都は愛の告白と思って有頂天になっていたところから、どん底のどん底、地底奥深くまで突き落とされた。
屋上から戻ってくる都は、フラフラと足取りはおぼつかず、危なっかしい。
案の定、階段の最後の一段踏み外した。
強かにお尻を打ち、都は悶絶した。
「痛い・・・」
都はその場に蹲った。
いつもだったら和人がすっ飛んできてくれる状況だ。
『都ちゃん! 大丈夫?! 痛くない? すぐに病院に行こうね! 立てる?』
などと、一大事とばかりに大騒ぎするところだ。
それなのに、今は誰もいない。
あのムチっとした大きな手が差し伸べられることも無い。
都は改めて和人が傍にいないことを思い知らされ、頬に涙が伝った。
さっきまで呆けすぎて、涙も出なかったが、今になってやっと涙が出てきた。
シンと静まり返った階段の踊り場で、都は一人、泣き崩れた。
★
一通り泣いた後、都は少し落ち着きを取り戻した。
家に帰る道中、なぜこのような結末に陥ってしまったのか、必死に考えた。
何か和人に嫌われるような事をしてしまったのだろうか?
それとも、単に自分の魅力が足りないのか?和人の好みの女子に仕上がっていないのか?
それとも、まさか和人に好きな女の子ができたのか?
都は悶々と考えながら歩いた。
もし、気が付かずに、和人を怒らせるようなことや嫌われるようなことをしてしまったのなら、改善の余地がある。
ひたすら謝って、二度と同じ過ちを繰り返さなければいい。
それか、高校生になって、思ったほど都が自分の好みではないと悟ったのであれば、これも改善の余地はある。

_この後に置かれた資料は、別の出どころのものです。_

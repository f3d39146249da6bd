//! Demo mock issue generator.
//!
//! Reproduces the dashboard's demo mode: random issues whose count depends
//! only on how many frames were uploaded. The output is mock data. It does
//! not look at frame content and shares nothing with [`crate::ContinuityScorer`].

use chrono::Local;
use cqa_models::{
    ColorDelta, DemoAnalysis, DemoIssue, DemoIssueType, DemoMetrics, IssueLocation, Severity,
};
use rand::rngs::StdRng;
use rand::{Rng, SeedableRng};

/// Generates randomized demo analyses.
pub struct DemoIssueGenerator<R> {
    rng: R,
}

impl DemoIssueGenerator<StdRng> {
    /// Generator seeded from the operating system.
    pub fn from_os_rng() -> Self {
        Self::new(StdRng::from_os_rng())
    }

    /// Generator with a fixed seed.
    pub fn seeded(seed: u64) -> Self {
        Self::new(StdRng::seed_from_u64(seed))
    }
}

impl<R: Rng> DemoIssueGenerator<R> {
    pub fn new(rng: R) -> Self {
        Self { rng }
    }

    /// Uniform draw in `[0, 1)`.
    fn unit(&mut self) -> f64 {
        self.rng.random::<f64>()
    }

    /// `floor(U * span)`.
    fn below(&mut self, span: usize) -> usize {
        (self.unit() * span as f64).floor() as usize
    }

    /// Adjacent frame pair starting at `floor(U * span) + offset`.
    fn pair(&mut self, span: usize, offset: usize) -> [usize; 2] {
        let first = self.below(span) + offset;
        [first, first + 1]
    }

    /// Build the mock issue list for `frame_count` frames.
    pub fn issues(&mut self, frame_count: usize) -> Vec<DemoIssue> {
        let n = frame_count;
        let mut issues: Vec<DemoIssue> = Vec::new();

        if n >= 3 {
            let frames = self.pair(n - 1, 0);
            let issue = DemoIssue {
                id: issues.len() as u32 + 1,
                issue_type: DemoIssueType::PropDiscontinuity,
                severity: Severity::High,
                frames,
                description: format!(
                    "Object disappears between frame {} and {}",
                    frames[0] + 1,
                    frames[1] + 1
                ),
                confidence: 0.92 + self.unit() * 0.06,
                location: Some(IssueLocation {
                    x: 300 + self.below(200) as u32,
                    y: 400 + self.below(200) as u32,
                }),
                color_delta: None,
                exposure: None,
                displacement: None,
            };
            issues.push(issue);
        }

        if n >= 4 {
            let frames = self.pair(n - 2, 1);
            let shift = 300 + self.below(300);
            let confidence = 0.85 + self.unit() * 0.08;
            let delta_e = 10.0 + self.unit() * 5.0;
            let temp = format!("+{}K", 300 + self.below(300));
            let issue = DemoIssue {
                id: issues.len() as u32 + 1,
                issue_type: DemoIssueType::ColorShift,
                severity: Severity::Medium,
                frames,
                description: format!("Color temperature shift detected (+{}K)", shift),
                confidence,
                location: None,
                color_delta: Some(ColorDelta { delta_e, temp }),
                exposure: None,
                displacement: None,
            };
            issues.push(issue);
        }

        if n >= 5 {
            let frames = self.pair(n - 2, 2);
            let issue = DemoIssue {
                id: issues.len() as u32 + 1,
                issue_type: DemoIssueType::WardrobeChange,
                severity: Severity::High,
                frames,
                description: format!(
                    "Wardrobe inconsistency detected in frame {}",
                    frames[0] + 1
                ),
                confidence: 0.88 + self.unit() * 0.08,
                location: Some(IssueLocation {
                    x: 450 + self.below(150) as u32,
                    y: 150 + self.below(100) as u32,
                }),
                color_delta: None,
                exposure: None,
                displacement: None,
            };
            issues.push(issue);
        }

        if n >= 6 {
            let frames = self.pair(n - 2, 1);
            let stops = self.unit() * 0.5 - 0.3;
            let confidence = 0.72 + self.unit() * 0.08;
            let ev = self.unit() * 0.5 - 0.3;
            let issue = DemoIssue {
                id: issues.len() as u32 + 1,
                issue_type: DemoIssueType::LightingInconsistency,
                severity: Severity::Low,
                frames,
                description: format!("Minor exposure variation ({:.1} stops)", stops),
                confidence,
                location: None,
                color_delta: None,
                exposure: Some(format!("{:.1} EV", ev)),
                displacement: None,
            };
            issues.push(issue);
        }

        if n >= 7 {
            let frames = self.pair(n - 2, 2);
            let jump = 10 + self.below(20);
            let confidence = 0.78 + self.unit() * 0.08;
            let displacement = format!("{}px", 10 + self.below(20));
            let issue = DemoIssue {
                id: issues.len() as u32 + 1,
                issue_type: DemoIssueType::PositionJump,
                severity: Severity::Medium,
                frames,
                description: format!("Background element position jump ({}px)", jump),
                confidence,
                location: None,
                color_delta: None,
                exposure: None,
                displacement: Some(displacement),
            };
            issues.push(issue);
        }

        issues
    }

    /// Build a full demo analysis for `frame_count` frames.
    pub fn generate(&mut self, frame_count: usize) -> DemoAnalysis {
        let issues = self.issues(frame_count);

        let scene_name = format!(
            "Scene_{:03}_Shot_{}",
            self.below(100) + 1,
            self.below(20) + 1
        );
        let metrics = DemoMetrics {
            color_consistency: 75 + self.below(15) as u32,
            object_tracking: 70 + self.below(20) as u32,
            lighting_consistency: 80 + self.below(15) as u32,
            spatial_continuity: 72 + self.below(18) as u32,
        };

        DemoAnalysis {
            mock: true,
            total_frames: frame_count,
            scene_name,
            analysis_date: Local::now().to_rfc3339(),
            continuity_score: demo_score(&issues),
            issues,
            metrics,
        }
    }
}

/// Score shown next to demo issues: 95 minus 8 per high and 4 per medium
/// issue, clamped to 60..=95.
pub fn demo_score(issues: &[DemoIssue]) -> u32 {
    let high = issues.iter().filter(|i| i.severity == Severity::High).count() as i64;
    let medium = issues.iter().filter(|i| i.severity == Severity::Medium).count() as i64;
    (95 - high * 8 - medium * 4).clamp(60, 95) as u32
}

#[cfg(test)]
mod tests {
    use super::*;

    #[test]
    fn test_issue_count_follows_frame_count() {
        let mut generator = DemoIssueGenerator::seeded(7);
        let expected = [
            (0, 0),
            (1, 0),
            (2, 0),
            (3, 1),
            (4, 2),
            (5, 3),
            (6, 4),
            (7, 5),
            (40, 5),
        ];
        for (frames, count) in expected {
            assert_eq!(generator.issues(frames).len(), count, "frames = {}", frames);
        }
    }

    #[test]
    fn test_issue_kinds_and_ids_in_order() {
        let issues = DemoIssueGenerator::seeded(1).issues(10);
        let kinds: Vec<DemoIssueType> = issues.iter().map(|i| i.issue_type).collect();
        assert_eq!(
            kinds,
            vec![
                DemoIssueType::PropDiscontinuity,
                DemoIssueType::ColorShift,
                DemoIssueType::WardrobeChange,
                DemoIssueType::LightingInconsistency,
                DemoIssueType::PositionJump,
            ]
        );
        let ids: Vec<u32> = issues.iter().map(|i| i.id).collect();
        assert_eq!(ids, vec![1, 2, 3, 4, 5]);
    }

    #[test]
    fn test_value_ranges() {
        let mut generator = DemoIssueGenerator::seeded(42);
        for _ in 0..200 {
            let n = 8;
            let analysis = generator.generate(n);
            assert!(analysis.mock);
            assert_eq!(analysis.total_frames, n);
            assert!((60..=95).contains(&analysis.continuity_score));

            for issue in &analysis.issues {
                assert_eq!(issue.frames[1], issue.frames[0] + 1);
                assert!(issue.frames[1] <= n);
                assert!(issue.confidence > 0.7 && issue.confidence < 1.0);
            }

            let prop = &analysis.issues[0];
            assert!(prop.frames[0] <= n - 2);
            let location = prop.location.unwrap();
            assert!((300..500).contains(&location.x));
            assert!((400..600).contains(&location.y));

            let color = analysis.issues[1].color_delta.as_ref().unwrap();
            assert!(color.delta_e >= 10.0 && color.delta_e < 15.0);

            let m = analysis.metrics;
            assert!((75..90).contains(&m.color_consistency));
            assert!((70..90).contains(&m.object_tracking));
            assert!((80..95).contains(&m.lighting_consistency));
            assert!((72..90).contains(&m.spatial_continuity));

            assert!(analysis.scene_name.starts_with("Scene_"));
            assert!(analysis.scene_name.contains("_Shot_"));
        }
    }

    #[test]
    fn test_demo_score_with_all_kinds() {
        // 2 high + 2 medium -> 95 - 16 - 8 = 71
        let issues = DemoIssueGenerator::seeded(3).issues(7);
        assert_eq!(demo_score(&issues), 71);
        assert_eq!(demo_score(&[]), 95);
    }

    #[test]
    fn test_same_seed_same_issues() {
        let a = DemoIssueGenerator::seeded(99).issues(9);
        let b = DemoIssueGenerator::seeded(99).issues(9);
        assert_eq!(a, b);
    }
}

新たに和人の好ましい女子になるように努力すればいいのだ。
はたまた、別に好きな女の子ができたというのなら・・・
これは難問だし、厄介だ。
まして、同じ特進科クラスの女子だとしたら、頭では到底太刀打ちできない。
さらに自分に磨きをかけて、その女子よりもいい女になるしかない。
それに、和人を思う気持ちは、ポッと出の女なんかに負けはしない。
そういうことで、まだ自分にも可能性がある。
だが・・・。
もしも・・・、もしもだ。実はもともと都の事が嫌いだったら・・・?
本当は、生理的に受け付けないタイプの女子だったら?
今まで、立場的に仕方なく、我慢しながら都の傍にいてくれたというのなら・・・。
(もし、そうだったら、都、もう生きていられない・・・)
大通りの陸橋を歩いているとき、下を走る車の流れが目に入る。
ヨロヨロと手すりに近づき、下を覗いた。
(そうだ。もし、もしも、4番目の可能性があるなら、その時はいっそ死んじゃおう)
そんな馬鹿な考えが頭を巡り、涙しているとき、後ろから声が掛かった。
「あれ? 都じゃん。どうした? 何見てるんだ?」
都は振り向いた。
そこには、大学生の従兄の恭介が心配そうに立っていた。